BRIEF: Range to output from the entries below: the line containing "address = COALESCE($7, address), \" through the line containing "total_spent = total_spent". Set it down exactly, ends included, nothing else.

Saved data entries:
**********

//! Repository for the `clients` table, including the client directory's
//! resolve-or-create operation.

use hvacdesk_core::types::DbId;
use rust_decimal::Decimal;
use sqlx::{PgConnection, PgPool};

use crate::models::client::{Client, CreateClient, UpdateClient};

/// Column list for `clients` queries.
const COLUMNS: &str = "\
    id, name, client_type, email, phone, alternative_phone, address, city, county, \
    company_name, industry, notes, preferred_contact_method, total_bookings, \
    total_spent, created_at, updated_at";

pub struct ClientRepo;

impl ClientRepo {
    /// Insert a client. A duplicate e-mail violates `uq_clients_email`.
    pub async fn create(pool: &PgPool, input: &CreateClient) -> Result<Client, sqlx::Error> {
        let query = format!(
            "INSERT INTO clients \
                (name, email, phone, client_type, alternative_phone, address, city, county, \
                 company_name, industry, notes, preferred_contact_method) \
             VALUES ($1, $2, $3, COALESCE($4, 'individual'), $5, $6, $7, $8, $9, $10, $11, \
                     COALESCE($12, 'phone')) \
             RETURNING {COLUMNS}"
        );
        sqlx::query_as::<_, Client>(&query)
            .bind(&input.name)
            .bind(&input.email)
            .bind(&input.phone)
            .bind(input.client_type.map(|t| t.as_str()))
            .bind(&input.alternative_phone)
            .bind(&input.address)
            .bind(&input.city)
            .bind(&input.county)
            .bind(&input.company_name)
            .bind(&input.industry)
            .bind(&input.notes)
            .bind(input.preferred_contact_method.map(|m| m.as_str()))
            .fetch_one(pool)
            .await
    }

    pub async fn find_by_id(pool: &PgPool, id: DbId) -> Result<Option<Client>, sqlx::Error> {
        let query = format!("SELECT {COLUMNS} FROM clients WHERE id = $1");
        sqlx::query_as::<_, Client>(&query)
            .bind(id)
            .fetch_optional(pool)
            .await
    }

    /// Case-insensitive lookup on the matching key.
    pub async fn find_by_email(
        conn: &mut PgConnection,
        email: &str,
    ) -> Result<Option<Client>, sqlx::Error> {
        let query = format!("SELECT {COLUMNS} FROM clients WHERE lower(email) = lower($1)");
        sqlx::query_as::<_, Client>(&query)
            .bind(email)
            .fetch_optional(conn)
            .await
    }

    /// Return the client matching `email`, creating an `individual` client
    /// when none exists. The boolean is `true` when a row was inserted.
    ///
    /// Existing clients are returned unchanged. Concurrent first contacts
    /// with the same address converge on one row through `uq_clients_email`.
    pub async fn resolve_or_create(
        conn: &mut PgConnection,
        email: &str,
        name: &str,
        phone: &str,
    ) -> Result<(Client, bool), sqlx::Error> {
        if let Some(existing) = Self::find_by_email(conn, email).await? {
            return Ok((existing, false));
        }

        let insert = format!(
            "INSERT INTO clients (name, email, phone, client_type) \
             VALUES ($1, $2, $3, 'individual') \
             ON CONFLICT (lower(email)) DO NOTHING \
             RETURNING {COLUMNS}"
        );
        let inserted = sqlx::query_as::<_, Client>(&insert)
            .bind(name)
            .bind(email)
            .bind(phone)
            .fetch_optional(&mut *conn)
            .await?;

        match inserted {
            Some(client) => {
                tracing::info!(client_id = client.id, "Created client from first contact");
                Ok((client, true))
            }
            // Lost the race to a concurrent insert; that row is now visible.
            None => Self::find_by_email(conn, email)
                .await?
                .map(|client| (client, false))
                .ok_or(sqlx::Error::RowNotFound),
        }
    }

    /// List clients newest-first.
    pub async fn list(pool: &PgPool, limit: i64, offset: i64) -> Result<Vec<Client>, sqlx::Error> {
        let query = format!(
            "SELECT {COLUMNS} FROM clients ORDER BY created_at DESC, id DESC LIMIT $1 OFFSET $2"
        );
        sqlx::query_as::<_, Client>(&query)
            .bind(limit)
            .bind(offset)
            .fetch_all(pool)
            .await
    }

    /// Update a client. Only non-`None` fields are applied.
    pub async fn update(
        pool: &PgPool,
        id: DbId,
        input: &UpdateClient,
    ) -> Result<Option<Client>, sqlx::Error> {
        let query = format!(
            "UPDATE clients SET \
                name = COALESCE($2, name), \
                email = COALESCE($3, email), \
                phone = COALESCE($4, phone), \
                client_type = COALESCE($5, client_type), \
                alternative_phone = COALESCE($6, alternative_phone), \
                address = COALESCE($7, address), \
                city = COALESCE($8, city), \
                county = COALESCE($9, county), \
                company_name = COALESCE($10, company_name), \
                industry = COALESCE($11, industry), \
                notes = COALESCE($12, notes), \
                preferred_contact_method = COALESCE($13, preferred_contact_method) \
             WHERE id = $1 \
             RETURNING {COLUMNS}"
        );
        sqlx::query_as::<_, Client>(&query)
            .bind(id)
            .bind(&input.name)
            .bind(&input.email)
            .bind(&input.phone)
            .bind(input.client_type.map(|t| t.as_str()))
            .bind(&input.alternative_phone)
            .bind(&input.address)
            .bind(&input.city)
            .bind(&input.county)
            .bind(&input.company_name)
            .bind(&input.industry)
            .bind(&input.notes)
            .bind(input.preferred_contact_method.map(|m| m.as_str()))
            .fetch_optional(pool)
            .await
    }

    /// Delete a client. Bookings, inquiries and quotations cascade.
    pub async fn delete(pool: &PgPool, id: DbId) -> Result<bool, sqlx::Error> {
        let result = sqlx::query("DELETE FROM clients WHERE id = $1")
            .bind(id)
            .execute(pool)
            .await?;
        Ok(result.rows_affected() > 0)
    }

    /// Fold a completed booking into the client's running totals.
    pub async fn record_completed_booking(
        conn: &mut PgConnection,
        client_id: DbId,
        amount: Decimal,
    ) -> Result<(), sqlx::Error> {
        sqlx::query(
            "UPDATE clients SET \
                total_bookings = total_bookings + 1, \
                total_spent = total_spent + $2 \
             WHERE id = $1",
        )
        .bind(client_id)
        .bind(amount)
        .execute(conn)
        .await?;
        Ok(())
    }
}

**********

OUTPUT BELOW:
                address = COALESCE($7, address), \
                city = COALESCE($8, city), \
                county = COALESCE($9, county), \
                company_name = COALESCE($10, company_name), \
                industry = COALESCE($11, industry), \
                notes = COALESCE($12, notes), \
                preferred_contact_method = COALESCE($13, preferred_contact_method) \
             WHERE id = $1 \
             RETURNING {COLUMNS}"
        );
        sqlx::query_as::<_, Client>(&query)
            .bind(id)
            .bind(&input.name)
            .bind(&input.email)
            .bind(&input.phone)
            .bind(input.client_type.map(|t| t.as_str()))
            .bind(&input.alternative_phone)
            .bind(&input.address)
            .bind(&input.city)
            .bind(&input.county)
            .bind(&input.company_name)
            .bind(&input.industry)
            .bind(&input.notes)
            .bind(input.preferred_contact_method.map(|m| m.as_str()))
            .fetch_optional(pool)
            .await
    }

    /// Delete a client. Bookings, inquiries and quotations cascade.
    pub async fn delete(pool: &PgPool, id: DbId) -> Result<bool, sqlx::Error> {
        let result = sqlx::query("DELETE FROM clients WHERE id = $1")
            .bind(id)
            .execute(pool)
            .await?;
        Ok(result.rows_affected() > 0)
    }

    /// Fold a completed booking into the client's running totals.
    pub async fn record_completed_booking(
        conn: &mut PgConnection,
        client_id: DbId,
        amount: Decimal,
    ) -> Result<(), sqlx::Error> {
        sqlx::query(
            "UPDATE clients SET \
                total_bookings = total_bookings + 1, \
                total_spent = total_spent + $2 \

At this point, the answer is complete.